14. The computing device of claim 11, wherein, to apply the label data to the virtual representation subset to create the labeled virtual representation subset corresponding to the obj ect, the at least one processing device is further configured to: apply the label data to the virtual representation subset to create the labeled virtual representation subset corresponding to the object based on receipt of input data that is indicative of a selection of at least one of the virtual representation subset or the object for label data annotation.

15. The computing device of claim 11, wherein, to apply the label data to the virtual representation subset to create the labeled virtual representation subset corresponding to the obj ect, the at least one processing device is further configured to: extract a subset of three-dimensional (3D) point cloud data that is indicative of the virtual representation subset and the object from a 3D point cloud dataset that is indicative of the virtual representation and the scene; and apply the label data to the subset of 3D point cloud data to create the labeled virtual representation subset corresponding to the object.

16. The computing device of claim 11, wherein, to apply the label data to the virtual representation subset to create the labeled virtual representation subset corresponding to the obj ect, the at least one processing device is further configured to: apply a vertex annotation along vertices of the virtual representation subset; generate a bounding box around the virtual representation subset; and associate metadata indicative of the object with at least one of the virtual representation subset, the vertex annotation, or the bounding box.

17. The computing device of claim 11, wherein, to apply the labeled virtual representation subset to the object depicted in the video data based on the correlation of the scanner, the camera, and the virtual camera, the at least one processing device is further configured to: apply the labeled virtual representation subset to the object depicted in one or more video frames of the video data based on a correlation of pose data respectively corresponding to the scanner, the camera, and the virtual camera.
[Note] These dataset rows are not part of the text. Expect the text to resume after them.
//! The nestest.nes CPU conformance run.
//!
//! nestest exercises every documented instruction plus the supported
//! unofficial opcodes. Started headless at $C000 it needs no PPU at all
//! and writes an error code to $0002/$0003 the moment any check fails, so
//! a passing run keeps both at zero for all 8991 instructions.
//!
//! ROM and reference log are not bundled; place `nestest.nes` (and
//! `nestest.log` for the line-by-line comparison) under `tests/data/` and
//! run with `--ignored`.

use ferricom_nes::{Nes, RomImage};
use std::fs;
use std::path::{Path, PathBuf};

const INSTRUCTIONS: u64 = 8991;
/// Cycle count when the final instruction starts, per the published log;
/// +1 covers cycle-stepped drivers, +6 the completed final RTS.
const FINAL_CYCLES: [u64; 3] = [26554, 26555, 26560];

fn data_file(name: &str) -> PathBuf {
    Path::new(env!("CARGO_MANIFEST_DIR")).join("tests/data").join(name)
}

fn load_nestest() -> Option<Nes> {
    let path = data_file("nestest.nes");
    let Ok(bytes) = fs::read(&path) else {
        eprintln!("{} not found, skipping", path.display());
        return None;
    };
    let image = RomImage::parse(&bytes).expect("nestest.nes should parse");
    let mut nes = Nes::from_image(image).expect("nestest.nes should load");
    // Entry point of the headless (non-graphical) test path.
    nes.set_pc(0xC000);
    Some(nes)
}

#[test]
#[ignore = "requires tests/data/nestest.nes — run with --ignored"]
fn nestest_headless() {
    let Some(mut nes) = load_nestest() else {
        return;
    };

    while nes.instructions() < INSTRUCTIONS && nes.is_running() {
        nes.step().expect("nestest must not hit illegal opcodes");

        // The ROM reports failures through these cells immediately.
        let err_lo = nes.cpu_bus_read(0x0002);
        let err_hi = nes.cpu_bus_read(0x0003);
        assert_eq!(
            (err_lo, err_hi),
            (0, 0),
            "error code {err_lo:02X}/{err_hi:02X} at instruction {} (PC=${:04X})",
            nes.instructions(),
            nes.pc()
        );
    }

    assert_eq!(nes.instructions(), INSTRUCTIONS);
    assert!(
        FINAL_CYCLES.contains(&nes.cycles()),
        "cycle counter {} not in {FINAL_CYCLES:?}",
        nes.cycles()
    );
    assert_eq!(nes.cpu_bus_read(0x0000), 0);
}

/// One line of the reference log: CPU state at instruction fetch.
struct LogEntry {
    pc: u16,
    a: u8,
    x: u8,
    y: u8,
    p: u8,
    sp: u8,
    cycles: u64,
}

fn parse_hex_field(line: &str, key: &str) -> Option<u8> {
    let start = line.find(key)? + key.len();
    u8::from_str_radix(line.get(start..start + 2)?, 16).ok()
}

/// Format: `C000  4C F5 C5  JMP $C5F5  A:00 X:00 Y:00 P:24 SP:FD PPU: 0,21 CYC:7`
fn parse_log_line(line: &str) -> Option<LogEntry> {
    let pc = u16::from_str_radix(line.get(0..4)?, 16).ok()?;
    let cyc = line.find("CYC:")? + 4;
    Some(LogEntry {
        pc,
        a: parse_hex_field(line, " A:")?,
        x: parse_hex_field(line, " X:")?,
        y: parse_hex_field(line, " Y:")?,
        p: parse_hex_field(line, " P:")?,
        sp: parse_hex_field(line, " SP:")?,
        cycles: line[cyc..].trim().parse().ok()?,
    })
}

#[test]
#[ignore = "requires tests/data/nestest.nes and nestest.log — run with --ignored"]
fn nestest_log_compare() {
    let Some(mut nes) = load_nestest() else {
        return;
    };
    let log_path = data_file("nestest.log");
    let Ok(log) = fs::read_to_string(&log_path) else {
        eprintln!("{} not found, skipping", log_path.display());
        return;
    };

    let entries: Vec<LogEntry> = log
        .lines()
        .filter(|l| !l.trim().is_empty())
        .map(|l| parse_log_line(l).unwrap_or_else(|| panic!("unparseable log line: {l}")))
        .collect();
    assert_eq!(entries.len() as u64, INSTRUCTIONS);

    // Line 1 is the post-reset state; the cycle counter only reaches its
    // CYC value once the reset debt drains at the first fetch.
    assert_eq!(nes.pc(), entries[0].pc);
    assert_eq!(nes.cpu().status(), entries[0].p);
    assert_eq!(nes.cpu().sp(), entries[0].sp);

    // Completing instruction i lands on the state line i+1 records. The
    // PPU columns are skipped: this core clocks dots at scanline
    // resolution only.
    for (i, expected) in entries.iter().enumerate().skip(1) {
        nes.step().expect("nestest must not hit illegal opcodes");
        let line = i + 1;
        assert_eq!(nes.pc(), expected.pc, "PC before log line {line}");
        assert_eq!(nes.cpu().a(), expected.a, "A before log line {line}");
        assert_eq!(nes.cpu().x(), expected.x, "X before log line {line}");
        assert_eq!(nes.cpu().y(), expected.y, "Y before log line {line}");
        assert_eq!(nes.cpu().status(), expected.p, "P before log line {line}");
        assert_eq!(nes.cpu().sp(), expected.sp, "SP before log line {line}");
        assert_eq!(nes.cycles(), expected.cycles, "CYC before log line {line}");
    }

    // Finish the last logged instruction.
    nes.step().expect("final instruction");
    assert_eq!(nes.instructions(), INSTRUCTIONS);
    assert!(FINAL_CYCLES.contains(&nes.cycles()));
}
18. A non-transitory computer-readable medium embodying at least one program that, when executed by at least one computing device, directs the at least one computing device to: obtain scan data and video data that each depict a scene comprising an object, the scan data being generated by a scanner and the video data being generated by a camera; generate a virtual representation of the scene in a virtual environment based on the scan data, the virtual representation comprising a virtual representation subset corresponding to the object, and the virtual environment being associated with a virtual camera; apply label data to the virtual representation subset to create a labeled virtual representation subset corresponding to the object; and apply the labeled virtual representation subset to the object depicted in the video data based on a correlation of the scanner, the camera, and the virtual camera.
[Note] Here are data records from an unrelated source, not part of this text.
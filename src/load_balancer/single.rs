//! Pass-through selection: every request goes to the first backend.

use crate::load_balancer::{BackendGuard, BackendPool, LoadBalancer};

#[derive(Debug, Default)]
pub struct Single;

impl LoadBalancer for Single {
    fn next_server(&self, pool: &BackendPool) -> Option<BackendGuard> {
        pool.acquire(0)
    }

    fn name(&self) -> &'static str {
        "none"
    }
}

#[cfg(test)]
mod tests {
    use super::*;
    use crate::load_balancer::Strategy;

    #[test]
    fn test_single_always_first() {
        let addresses = vec!["http://localhost:3000".to_string(), "http://localhost:4000".to_string()];
        let pool = BackendPool::from_config(&addresses, None, Strategy::None).unwrap();
        for _ in 0..5 {
            let guard = Single.next_server(&pool).unwrap();
            assert_eq!(guard.as_str(), "http://localhost:3000/");
        }
    }

    #[test]
    fn test_single_empty_pool() {
        let pool = BackendPool::from_config(&[], None, Strategy::None).unwrap();
        assert!(Single.next_server(&pool).is_none());
    }
}
//! Caller-supplied request and response rewrite hooks.

use std::fmt;
use std::sync::Arc;

use axum::body::Body;
use axum::http::{Request, Response};

use crate::forward::ForwardError;
use crate::load_balancer::Backend;

/// Mutates the outbound request after it has been pointed at `backend`.
pub trait RequestRewrite: Send + Sync {
    fn rewrite(&self, request: &mut Request<Body>, backend: &Backend);
}

impl<F> RequestRewrite for F
where
    F: Fn(&mut Request<Body>, &Backend) + Send + Sync,
{
    fn rewrite(&self, request: &mut Request<Body>, backend: &Backend) {
        self(request, backend)
    }
}

/// Mutates the backend response before it reaches the client.
/// An error turns the exchange into a forwarding failure.
pub trait ResponseRewrite: Send + Sync {
    fn rewrite(&self, response: &mut Response<Body>) -> Result<(), ForwardError>;
}

impl<F> ResponseRewrite for F
where
    F: Fn(&mut Response<Body>) -> Result<(), ForwardError> + Send + Sync,
{
    fn rewrite(&self, response: &mut Response<Body>) -> Result<(), ForwardError> {
        self(response)
    }
}

/// The optional hooks handed to every forward call.
#[derive(Clone, Default)]
pub struct Hooks {
    pub request: Option<Arc<dyn RequestRewrite>>,
    pub response: Option<Arc<dyn ResponseRewrite>>,
}

impl Hooks {
    pub fn apply_request(&self, request: &mut Request<Body>, backend: &Backend) {
        if let Some(hook) = &self.request {
            hook.rewrite(request, backend);
        }
    }

    pub fn apply_response(&self, response: &mut Response<Body>) -> Result<(), ForwardError> {
        match &self.response {
            Some(hook) => hook.rewrite(response),
            None => Ok(()),
        }
    }
}

impl fmt::Debug for Hooks {
    fn fmt(&self, f: &mut fmt::Formatter<'_>) -> fmt::Result {
        f.debug_struct("Hooks")
            .field("request", &self.request.is_some())
            .field("response", &self.response.is_some())
            .finish()
    }
}
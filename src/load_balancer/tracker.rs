//! In-flight request accounting.
//!
//! # Responsibilities
//! - Track active requests per distinct backend (for Least Connections LB)
//! - Hand out RAII guards that release the count on every exit path
//! - Provide consistent snapshots for operators and tests
//!
//! # Design Decisions
//! - One coarse lock per engine; the scan-then-increment of least-connections
//!   runs under it so concurrent picks cannot observe the same minimum
//! - Counters are stored in configuration order, which makes ties
//!   deterministic

use std::collections::HashMap;
use std::ops::Deref;
use std::sync::{Arc, Mutex, MutexGuard, PoisonError};

use crate::load_balancer::backend::Backend;
use crate::observability::metrics;

/// Concurrency-safe mapping from backend to in-flight request count.
#[derive(Debug)]
pub struct ConnectionTracker {
    /// Distinct backends, by first appearance in configuration.
    backends: Vec<Arc<Backend>>,
    slots: HashMap<Arc<Backend>, usize>,
    counts: Mutex<Vec<usize>>,
}

impl ConnectionTracker {
    /// Create a tracker with one zeroed counter per distinct backend.
    pub fn new(backends: &[Arc<Backend>]) -> Self {
        let mut distinct = Vec::new();
        let mut slots = HashMap::new();
        for backend in backends {
            if !slots.contains_key(backend) {
                slots.insert(backend.clone(), distinct.len());
                distinct.push(backend.clone());
            }
        }
        let counts = Mutex::new(vec![0; distinct.len()]);
        Self {
            backends: distinct,
            slots,
            counts,
        }
    }

    /// Slot index for `backend`, if it is tracked.
    pub fn slot_of(&self, backend: &Backend) -> Option<usize> {
        self.slots.get(backend).copied()
    }

    /// Number of distinct backends tracked.
    pub fn len(&self) -> usize {
        self.backends.len()
    }

    pub fn is_empty(&self) -> bool {
        self.backends.is_empty()
    }

    /// Count one more request against `backend`.
    /// Returns false if the backend is not tracked.
    pub fn increment(&self, backend: &Backend) -> bool {
        match self.slot_of(backend) {
            Some(slot) => {
                self.bump(&mut self.lock(), slot);
                true
            }
            None => false,
        }
    }

    /// Release one request from `backend`. Never goes below zero.
    pub fn decrement(&self, backend: &Backend) -> bool {
        match self.slot_of(backend) {
            Some(slot) => {
                self.release(slot);
                true
            }
            None => false,
        }
    }

    /// Current counts, in configuration order.
    pub fn snapshot(&self) -> Vec<(Arc<Backend>, usize)> {
        let counts = self.lock();
        self.backends
            .iter()
            .cloned()
            .zip(counts.iter().copied())
            .collect()
    }

    /// Current count for a single backend.
    pub fn count(&self, backend: &Backend) -> Option<usize> {
        let slot = self.slot_of(backend)?;
        Some(self.lock()[slot])
    }

    /// Increment `slot` and return a guard that releases it on drop.
    pub fn acquire(self: &Arc<Self>, slot: usize) -> Option<BackendGuard> {
        let backend = self.backends.get(slot)?.clone();
        self.bump(&mut self.lock(), slot);
        Some(BackendGuard {
            tracker: self.clone(),
            backend,
            slot,
        })
    }

    /// Pick the backend with the fewest in-flight requests and count it,
    /// under a single lock acquisition.
    ///
    /// Ties go to the backend configured first.
    pub fn acquire_least(self: &Arc<Self>) -> Option<BackendGuard> {
        let mut counts = self.lock();
        // min_by_key keeps the first of equal elements
        let slot = counts
            .iter()
            .enumerate()
            .min_by_key(|&(_, count)| *count)
            .map(|(slot, _)| slot)?;
        self.bump(&mut counts, slot);
        drop(counts);

        Some(BackendGuard {
            tracker: self.clone(),
            backend: self.backends[slot].clone(),
            slot,
        })
    }

    fn lock(&self) -> MutexGuard<'_, Vec<usize>> {
        // Counter updates cannot panic midway, so a poisoned value is still sound
        self.counts.lock().unwrap_or_else(PoisonError::into_inner)
    }

    fn bump(&self, counts: &mut [usize], slot: usize) {
        counts[slot] += 1;
        metrics::record_in_flight(self.backends[slot].as_str(), counts[slot]);
    }

    fn release(&self, slot: usize) {
        let mut counts = self.lock();
        counts[slot] = counts[slot].saturating_sub(1);
        metrics::record_in_flight(self.backends[slot].as_str(), counts[slot]);
    }
}

/// A RAII guard that holds one in-flight count on its backend.
#[derive(Debug)]
pub struct BackendGuard {
    tracker: Arc<ConnectionTracker>,
    backend: Arc<Backend>,
    slot: usize,
}

impl BackendGuard {
    pub fn backend(&self) -> &Arc<Backend> {
        &self.backend
    }
}

impl Deref for BackendGuard {
    type Target = Backend;
    fn deref(&self) -> &Self::Target {
        &self.backend
    }
}

impl Drop for BackendGuard {
    fn drop(&mut self) {
        self.tracker.release(self.slot);
    }
}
19. The non-transitory computer-readable medium according to claim 18, wherein, to generate the virtual representation of the scene in the virtual environment based on the scan data, the at least one computing device is further directed to: capture a light detection and ranging (LiDAR) scan of the scene, the LiDAR scan comprising the scan data; and render the LiDAR scan in the virtual environment to generate the virtual representation in the virtual environment based on the LiDAR scan.

20. The non-transitory computer-readable medium according to claim 18, wherein, to generate the virtual representation of the scene in the virtual environment based on the scan data, the at least one computing device is further directed to: apply a smoothing and mapping (SAM) algorithm to the scan data; and track three-dimensional (3D) location data corresponding to at least one of the object or the virtual representation subset with respect to at least one vantage point of the virtual camera based on applying the SAM algorithm to the scan data.